Finance Minister Arun Jaitley. Photo: PTI
The government is in favour of exiting Air India totally if a suitable investor is available, says finance and defence minister Arun Jaitley. “When 84 per cent of the aviation market can be run by private airlines there is no reason why it cannot go to 100 per cent”, the minister noted at Dialogue@DDNews, a series of interviews with the ministers of Narendra Modi-led government to mark the completion of its three years in office. The programme is expected to be aired today.  

He said Air India has a thin market share but a massive debt overhang of Rs 50,000 crore.

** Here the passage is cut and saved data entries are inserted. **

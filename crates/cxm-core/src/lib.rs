//! # cxm-core
//!
//! Core shared library of the cxm cluster coordinator: the shared-disk
//! heartbeat store, the load-balancing search, host resolution and the
//! async socket helpers used by the daemon and the operator tool.

pub mod diskheartbeat;
pub mod loadbalancer;
pub mod net;
pub mod resolver;

pub use diskheartbeat::DiskHeartbeat;
pub use loadbalancer::{BalancerConfig, LoadBalancer, NodeMetrics, Placement, Solution, VmMetrics};
pub use resolver::{DnsCache, Resolver, StaticResolver};
//! Cluster data model shared by the daemon and the operator tool.

use std::collections::{BTreeMap, BTreeSet};
use std::fmt;

use serde::{Deserialize, Serialize};

/// Role of the local node in the election protocol.
#[derive(Debug, Clone, Copy, PartialEq, Eq, Hash, Serialize, Deserialize)]
pub enum Role {
    /// Started, no cluster joined yet.
    Alone,
    /// Registration with a known leader in progress.
    Joining,
    /// Follower of an active leader.
    Passive,
    /// Holder of the leader duties.
    Active,
    /// Election in progress.
    Voting,
    /// Shutting down, no longer takes part in elections.
    Leaving,
}

impl fmt::Display for Role {
    fn fmt(&self, f: &mut fmt::Formatter<'_>) -> fmt::Result {
        match self {
            Role::Alone => write!(f, "alone"),
            Role::Joining => write!(f, "joining"),
            Role::Passive => write!(f, "passive"),
            Role::Active => write!(f, "active"),
            Role::Voting => write!(f, "voting"),
            Role::Leaving => write!(f, "leaving"),
        }
    }
}

/// Cluster-wide operating mode.
#[derive(Debug, Clone, Copy, PartialEq, Eq, Hash, Serialize, Deserialize)]
pub enum Mode {
    Normal,
    /// At least one failed member is being recovered.
    Recovery,
    /// Liveness data is contradictory: mutating operations are refused.
    Panic,
}

impl fmt::Display for Mode {
    fn fmt(&self, f: &mut fmt::Formatter<'_>) -> fmt::Result {
        match self {
            Mode::Normal => write!(f, "normal"),
            Mode::Recovery => write!(f, "recovery"),
            Mode::Panic => write!(f, "panic"),
        }
    }
}

/// One node admitted to the cluster, as seen by the active leader.
#[derive(Debug, Clone, PartialEq, Eq, Serialize, Deserialize)]
pub struct ClusterMember {
    /// Resolved and validated hostname.
    pub name: String,
    /// Leader clock when the last follower heartbeat was received.
    pub last_net_timestamp: i64,
    /// Leader clock minus follower clock, used to normalize disk timestamps.
    pub clock_offset: i64,
    /// VMs reported running on this node.
    pub running_vms: BTreeSet<String>,
}

impl ClusterMember {
    pub fn new(name: impl Into<String>, now: i64) -> Self {
        Self {
            name: name.into(),
            last_net_timestamp: now,
            clock_offset: 0,
            running_vms: BTreeSet::new(),
        }
    }
}

/// Per-member liveness map, keyed by member name.
pub type MemberStatus = BTreeMap<String, ClusterMember>;

/// Summary returned by the `getState` operator call.
#[derive(Debug, Clone, PartialEq, Serialize, Deserialize)]
pub struct StateInfo {
    pub role: Role,
    pub mode: Mode,
    pub leader: Option<String>,
    /// Unix time of the last completed tally, if any.
    pub last_election_at: Option<i64>,
}

/// Internal snapshot returned by the `getDump` operator call.
#[derive(Debug, Clone, PartialEq, Serialize, Deserialize)]
pub struct CoordinatorDump {
    pub node: String,
    pub cluster: String,
    pub state: StateInfo,
    pub members: MemberStatus,
    pub last_leader_seen_at: i64,
    pub current_election: Option<u64>,
    pub ballots: BTreeMap<u64, String>,
    pub recovering: BTreeSet<String>,
}

/// A single live migration of a load-balancing plan.
#[derive(Debug, Clone, PartialEq, Eq, Serialize, Deserialize)]
pub struct Migration {
    pub vm: String,
    pub from: String,
    pub to: String,
}

impl fmt::Display for Migration {
    fn fmt(&self, f: &mut fmt::Formatter<'_>) -> fmt::Result {
        write!(f, "{}: {} -> {}", self.vm, self.from, self.to)
    }
}
//! Operator tool of the cxm daemon (cxmctl).
//!
//! Talks to the daemon running on the same host through its local socket.
//!
//! # Usage
//!
//! ```text
//! cxmctl [OPTIONS] <COMMAND>
//!
//! Commands:
//!   ping      Check that the local daemon answers
//!   status    Show the role and mode of the local node
//!   dump      Show the internal state of the local coordinator
//!   nodes     List the cluster members
//!   election  Force a new election
//!   panic     Put the cluster in panic mode
//!   recover   Leave panic mode and re-elect (master only)
//!   balance   Run the load balancer (master only)
//!   quit      Make the local node leave the cluster
//!   format    Format a heartbeat device (offline)
//! ```

mod cluster;
mod common;
mod disk;

use std::path::PathBuf;

use clap::{Parser, Subcommand};
use tracing_subscriber::EnvFilter;

use cxm_proto::defaults::{DEFAULT_HB_DISK, DEFAULT_LOCAL_SOCKET};
use cxm_proto::rpc::LocalRequest;

use crate::common::exit_error;

/// Operator tool of the cxm daemon.
#[derive(Parser)]
#[command(name = "cxmctl", version, about = "Clustered Xen Management operator tool")]
struct Cli {
    /// Local daemon socket
    #[arg(short = 's', long, default_value = DEFAULT_LOCAL_SOCKET)]
    socket: PathBuf,

    /// Enable verbose/debug logging
    #[arg(short = 'v', long)]
    verbose: bool,

    #[command(subcommand)]
    command: Commands,
}

#[derive(Subcommand)]
enum Commands {
    /// Check that the local daemon answers
    Ping,
    /// Show the role and mode of the local node
    Status,
    /// Show the internal state of the local coordinator
    Dump {
        /// Print the raw snapshot as JSON
        #[arg(long)]
        json: bool,
    },
    /// List the cluster members
    Nodes,
    /// Force a new election
    Election,
    /// Put the cluster in panic mode
    Panic,
    /// Leave panic mode and re-elect (master only)
    Recover,
    /// Run the load balancer (master only)
    Balance {
        /// Only show the migrations
        #[arg(short = 'n', long)]
        dry_run: bool,
    },
    /// Make the local node leave the cluster
    Quit {
        /// Leave even while the local master recovers a node
        #[arg(short = 'f', long)]
        force: bool,
    },
    /// Format a heartbeat device (offline)
    Format {
        /// Heartbeat device
        #[arg(default_value = DEFAULT_HB_DISK)]
        device: PathBuf,

        /// Format even if slots are in use
        #[arg(short = 'f', long)]
        force: bool,
    },
}

#[tokio::main]
async fn main() {
    let cli = Cli::parse();

    let filter = if cli.verbose {
        EnvFilter::new("debug")
    } else {
        EnvFilter::new("warn")
    };
    tracing_subscriber::fmt()
        .with_env_filter(filter)
        .with_target(false)
        .init();

    let socket = cli.socket.as_path();
    let result = match cli.command {
        Commands::Ping => cluster::ping(socket).await,
        Commands::Status => cluster::status(socket).await,
        Commands::Dump { json } => cluster::dump(socket, json).await,
        Commands::Nodes => cluster::nodes(socket).await,
        Commands::Election => {
            cluster::action(socket, LocalRequest::ForceElection, "Election started").await
        }
        Commands::Panic => cluster::action(socket, LocalRequest::Panic, "Panic mode engaged").await,
        Commands::Recover => {
            cluster::action(socket, LocalRequest::Recover, "Panic mode cleared, re-electing").await
        }
        Commands::Balance { dry_run } => cluster::balance(socket, dry_run).await,
        Commands::Quit { force } => cluster::quit(socket, force).await,
        Commands::Format { device, force } => disk::format(&device, force),
    };

    if let Err(e) = result {
        exit_error(&e.to_string());
    }
}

According to Directorate General of Civil Aviation, by December 2016, Air India’s domestic market share measured by the total number of passenger seats sold has dropped to 14.1 per cent, making it the third largest behind market leader Indigo at 39.8 and Jet Airways at 15.5 per cent. 

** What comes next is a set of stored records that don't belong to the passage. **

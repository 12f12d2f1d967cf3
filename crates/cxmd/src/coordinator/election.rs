//! Leader election.
//!
//! Any joined node may start an election by broadcasting a vote request
//! with a fresh election id. Every joined recipient stops its heartbeats,
//! broadcasts a random ballot and tallies after `TM_TALLY`: the voter with
//! the highest ballot becomes the active master.
//!
//! A node only counts the ballots it actually receives, its own included,
//! so an election heard by nobody ends with an empty ballot box and panic.
//! Concurrent elections converge on the highest election id.

use rand::Rng;
use tracing::{debug, error, info};

use cxm_proto::cluster::Role;
use cxm_proto::error::{CxmError, CxmResult};
use cxm_proto::message::{Message, VoteRequest, VoteResponse};

use super::{Coordinator, Dest, Effect, Timer, TimerKind};

impl Coordinator {
    /// `random(1..=99) * 1000 + last IP octet`.
    fn draw(&mut self) -> u64 {
        self.rng.gen_range(1..=99u64) * 1000 + self.ip_suffix
    }

    /// Start a new election.
    pub(super) fn trigger_election(&mut self) -> CxmResult<()> {
        if matches!(self.role, Role::Alone | Role::Joining | Role::Leaving) {
            return Err(CxmError::NotJoined);
        }
        if self.role == Role::Voting {
            info!(
                "coordinator: election {:?} already in progress",
                self.current_election
            );
            return Ok(());
        }

        let election = self.draw();
        info!("coordinator: starting election {}", election);
        let msg = Message::VoteRequest(VoteRequest {
            cluster: self.message_cluster(),
            node: self.name().to_string(),
            election,
        });
        self.emit(Effect::Send {
            msg,
            dest: Dest::Broadcast,
        });
        self.enter_voting(election);
        Ok(())
    }

    /// Ask the other members to elect a master without us.
    pub(super) fn call_election(&mut self) {
        let election = self.draw();
        info!("coordinator: calling election {} before leaving", election);
        let msg = Message::VoteRequest(VoteRequest {
            cluster: self.message_cluster(),
            node: self.name().to_string(),
            election,
        });
        self.emit(Effect::Send {
            msg,
            dest: Dest::Broadcast,
        });
    }

    fn enter_voting(&mut self, election: u64) {
        self.set_role(Role::Voting);
        self.current_election = Some(election);
        self.ballots.clear();
        self.leader_saw_panic = false;

        for kind in [
            TimerKind::Tally,
            TimerKind::LeaderHeartbeat,
            TimerKind::FollowerHeartbeat,
            TimerKind::LeaderWatchdog,
            TimerKind::FollowerWatchdog,
        ] {
            self.emit(Effect::StopTimer(kind));
        }

        let ballot = self.draw();
        debug!("coordinator: ballot {} for election {}", ballot, election);
        let msg = Message::VoteResponse(VoteResponse {
            cluster: self.message_cluster(),
            node: self.name().to_string(),
            election,
            ballot,
        });
        self.emit(Effect::Send {
            msg,
            dest: Dest::Broadcast,
        });
        self.emit(Effect::StartTimer(Timer::Tally { election }));
    }

    pub(super) fn on_vote_request(&mut self, req: VoteRequest) {
        if matches!(self.role, Role::Alone | Role::Joining | Role::Leaving) {
            debug!("coordinator: vote request from {} ignored while {}", req.node, self.role);
            return;
        }
        if let Some(current) = self.current_election {
            if self.role == Role::Voting && req.election <= current {
                if req.election < current {
                    debug!(
                        "coordinator: election {} from {} superseded by {}",
                        req.election, req.node, current
                    );
                }
                return;
            }
        }

        info!("coordinator: {} started election {}", req.node, req.election);
        self.enter_voting(req.election);
    }

    pub(super) fn on_vote_response(&mut self, resp: VoteResponse) {
        if self.role != Role::Voting || self.current_election != Some(resp.election) {
            debug!(
                "coordinator: stale ballot from {} for election {}",
                resp.node, resp.election
            );
            return;
        }
        self.ballots.insert(resp.ballot, resp.node);
    }

    pub(super) fn tally(&mut self, now: i64, election: u64) {
        if self.role != Role::Voting || self.current_election != Some(election) {
            return;
        }
        self.last_tally_at = Some(now);

        let winner = self.ballots.values().next_back().cloned();
        match winner {
            None => {
                error!("coordinator: no ballot received for election {}", election);
                self.set_role(Role::Passive);
                self.leader = None;
                self.engage_panic("election without any vote, network is down");
            }
            Some(winner) if winner == self.name() => {
                info!(
                    "coordinator: won election {} with {} voter(s)",
                    election,
                    self.ballots.len()
                );
                self.become_active(now);
            }
            Some(winner) => {
                info!("coordinator: {} won election {}", winner, election);
                self.become_passive(now, winner);
            }
        }
    }
}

“When I briefly worked as the minister for civil aviation in the Atal Bihari Vajpayee government, I had signed on Air India’s file asking for its total disinvestment”, he added. The government has no business to run an airline, according to the finance minister. He said the civil aviation ministry headed by P Ashok Gajapathi Raju will, however, have the right to decide on the future course for Air India and they are considering all options. 

Jaitley pointed out to the audience that a loss or profit by the private airlines was not payable for by the tax paid by the citizens of India, but the debt of Air India will have to be made good from government finance. He said the Air India disinvestment along with other strategic ones will free up a lot of government finance to be invested in other more rewarding sectors. 

Speaking about the bad debt run up by the state-owned banks of over Rs 6 lakh crore, the minister said their resolution was one of the biggest challenges for this government. He said the government has not only cleared an ordinance that gave the RBI more role to solve the most difficult ones, but more was in the offing. “We also want to bring down the number of public sector banks. One segment of that has already happened with the State Bank of India merging all its associate banks under it. We are also looking to create a few more strong brands instead of a string of weak banks”. According to him in the present banking environment of several types of banks ranging from universal to payments banks, it made no sense to carry the weak state-run banks as independent entities.

While he did not mention it by name, one of those, IDBI Bank has been downgraded by Icra, Crisil and Moody’s last week citing dip in its capital and asset quality. The rating of the bank, despite sovereign support, now stands at BBB- which is just one notch above junk.

The minister said work on the merger of some of these banks could become public within the current financial year. In April, RBI Governor Urjit Patel too has said “It is not clear that we need so many public sector banks. The system could be better off if they are consolidated into fewer but healthier banks,” in his address at the Kotak Family Distinguished Lecture at Columbia University in USA.